Clean Power Finance undertook the study as part of preparations for the National Solar Permitting Database (NSPD), a free, online database of permitting requirements from across the U.S. that is funded in part by Clean Power Finance and in part by a Department of Energy SunShot Initiative grant. The study’s objective is to establish baseline metrics prior to the deployment of the NSPD that can be compared to metrics taken after the NSPD is fully implemented, and to provide direction to the industry about areas for improvement.
“Strong initial interest in the National Solar Permitting Database makes it clear that people want to address permitting obstacles but aren’t quite sure where to start,” said James Tong, senior director at Clean Power Finance and project lead. “This study provides valuable data that will help identify areas for improvement and cooperation that will bring down costs for everyone and advance the adoption of solar.”
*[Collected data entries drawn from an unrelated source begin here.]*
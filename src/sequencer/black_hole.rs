use super::{finish, incompatible, move_along, Sequencer};
use crate::animation::{Animation, Timing, Transform};
use crate::component::{BlackHoleVariant, Component, ComponentType, PartName};
use crate::error::Result;

fn black_hole_variant(component: &Component, operation: &str) -> Result<BlackHoleVariant> {
    match component.component_type() {
        ComponentType::BlackHole(variant) => Ok(variant),
        _ => Err(incompatible(operation, component)),
    }
}

impl Sequencer {
    /// The brane pops out of the horizon
    pub fn nucleate(component: &mut Component, timing: Timing, factor: f64) -> Result<Animation> {
        black_hole_variant(component, "nucleate")?;
        let animation = Animation::Group(vec![Animation::on(
            PartName::Brane,
            Transform::scale(factor),
            timing,
        )]);
        Ok(finish(component, "nucleate", animation))
    }

    /// Grow the brane; a spinning hole also sweeps the angle label around its orbit
    pub fn expand_black_hole(
        component: &mut Component,
        timing: Timing,
        factor: f64,
    ) -> Result<Animation> {
        let variant = black_hole_variant(component, "expand")?;
        let mut steps = vec![Animation::on(
            PartName::Brane,
            Transform::scale(factor),
            timing,
        )];
        if variant == BlackHoleVariant::Spinning {
            steps.push(move_along(
                component,
                PartName::AngleLabel.into(),
                PartName::ThetaPath.into(),
                timing,
            )?);
        }
        Ok(finish(component, "expand", Animation::Group(steps)))
    }
}

#[cfg(test)]
mod tests {
    use super::super::tests::build;
    use super::*;
    use crate::error::SceneError;

    #[test]
    fn test_nucleate_scales_the_brane() {
        let mut component = build("black_hole", "none");
        let before = component.part(PartName::Brane).unwrap().width();
        let animation = Sequencer::nucleate(&mut component, Timing::linear(0.5), 1.1).unwrap();
        assert!(animation.is_group());
        assert_eq!(animation.duration(), 0.5);
        let after = component.part(PartName::Brane).unwrap().width();
        assert!((after - 1.1 * before).abs() < 1e-9);
    }

    #[test]
    fn test_spinning_expand_orbits_the_angle_label() {
        let mut component = build("black_hole", "spinning");
        let start = component.part(PartName::AngleLabel).unwrap().center();
        let animation =
            Sequencer::expand_black_hole(&mut component, Timing::linear(3.0), 2.5).unwrap();

        assert!(animation.is_group());
        let steps = animation.steps();
        assert_eq!(steps.len(), 2);
        assert_eq!(steps[0].transform, Transform::scale(2.5));
        match &steps[1].transform {
            Transform::MoveAlongPath { path, points } => {
                assert_eq!(path.part, PartName::ThetaPath);
                assert!(points[0].approx_eq(start, 1e-9));
            }
            other => panic!("expected a path move, got {:?}", other),
        }
        // one full loop ends where it started
        let end = component.part(PartName::AngleLabel).unwrap().center();
        assert!(end.approx_eq(start, 1e-9));
    }

    #[test]
    fn test_plain_expand_is_a_single_scale() {
        let mut component = build("black_hole", "fragmentation");
        let animation =
            Sequencer::expand_black_hole(&mut component, Timing::linear(3.0), 2.5).unwrap();
        assert_eq!(animation.steps().len(), 1);
    }

    #[test]
    fn test_nucleate_rejects_other_kinds() {
        let mut component = build("bubble", "empty");
        assert!(matches!(
            Sequencer::nucleate(&mut component, Timing::linear(0.5), 1.1),
            Err(SceneError::IncompatibleVariant { .. })
        ));
    }
}
pub mod animation;
pub mod assets;
pub mod component;
mod components;
pub mod config;
pub mod error;
pub mod factory;
pub mod geometry;
pub mod registry;
pub mod sequencer;
pub mod style;
pub mod templates;
pub mod timeline;

pub use animation::{Animation, AnimationStep, Easing, Timing, Transform};
pub use assets::AssetLoader;
pub use component::{Component, ComponentKind, ComponentType, PartName, PartRef, TrackerId};
pub use config::AppConfig;
pub use error::{Result, SceneError};
pub use factory::ComponentFactory;
pub use geometry::{Point, SceneNode, Shape};
pub use registry::StyleRegistry;
pub use sequencer::{ActionParams, Sequencer};
pub use style::{Color, StyleBundle, StyleKind, StyleOverrides, StyleValue};
pub use templates::{Template, TemplateLoader, TemplateName, TemplateParser};
pub use timeline::Timeline;

/// Asset root used by the process-wide helpers below
pub const DEFAULT_ASSET_ROOT: &str = "assets";

/// Load a template into the process-wide registry; unknown names fall back
pub fn load_template(name: &str) -> TemplateName {
    TemplateLoader::load_template(StyleRegistry::global(), name)
}

pub fn get_defaults(kind: StyleKind) -> StyleBundle {
    StyleRegistry::global().get_defaults(kind)
}

pub fn set_defaults(bundle: StyleBundle) {
    StyleRegistry::global().set_defaults(bundle)
}

/// Build a component from the process-wide registry with assets under [`DEFAULT_ASSET_ROOT`]
pub fn build(kind: &str, variant: &str, overrides: Option<&StyleOverrides>) -> Result<Component> {
    ComponentFactory::new(StyleRegistry::global(), AssetLoader::new(DEFAULT_ASSET_ROOT))
        .build(kind, variant, overrides)
}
The study reveals an overall lack of sophistication on the part of AHJs and solar installers, as well as inefficiencies on both sides. Key findings include:
More than 1 in 3 installers avoid selling solar in an average of 3.5 areas because of associated permitting difficulties. Permitting processes are limiting the adoption of solar in otherwise viable solar markets, constraining a robust and growing industry. Additionally, installer unwillingness to expand to new territories may allow incumbent installers to capitalize on the lack of competition and develop virtual monopolies, leading to market inefficiencies and potentially higher costs for consumers.
Permitting varies widely and usually involves 2 (and up to 5) distinct agencies, each with different processes. The more entities involved in the permitting process, the more likely there are to be mixed messages and/or different rules that result in delays and increased costs for installers and more paperwork for AHJs.
11 percent of installations encounter a situation where requirements for solar permitting have not even been set. This indicates that AHJ policies and processes have not kept pace with the burgeoning solar market, and that more cooperation and transparency regarding permitting regulations may solve many existing problems.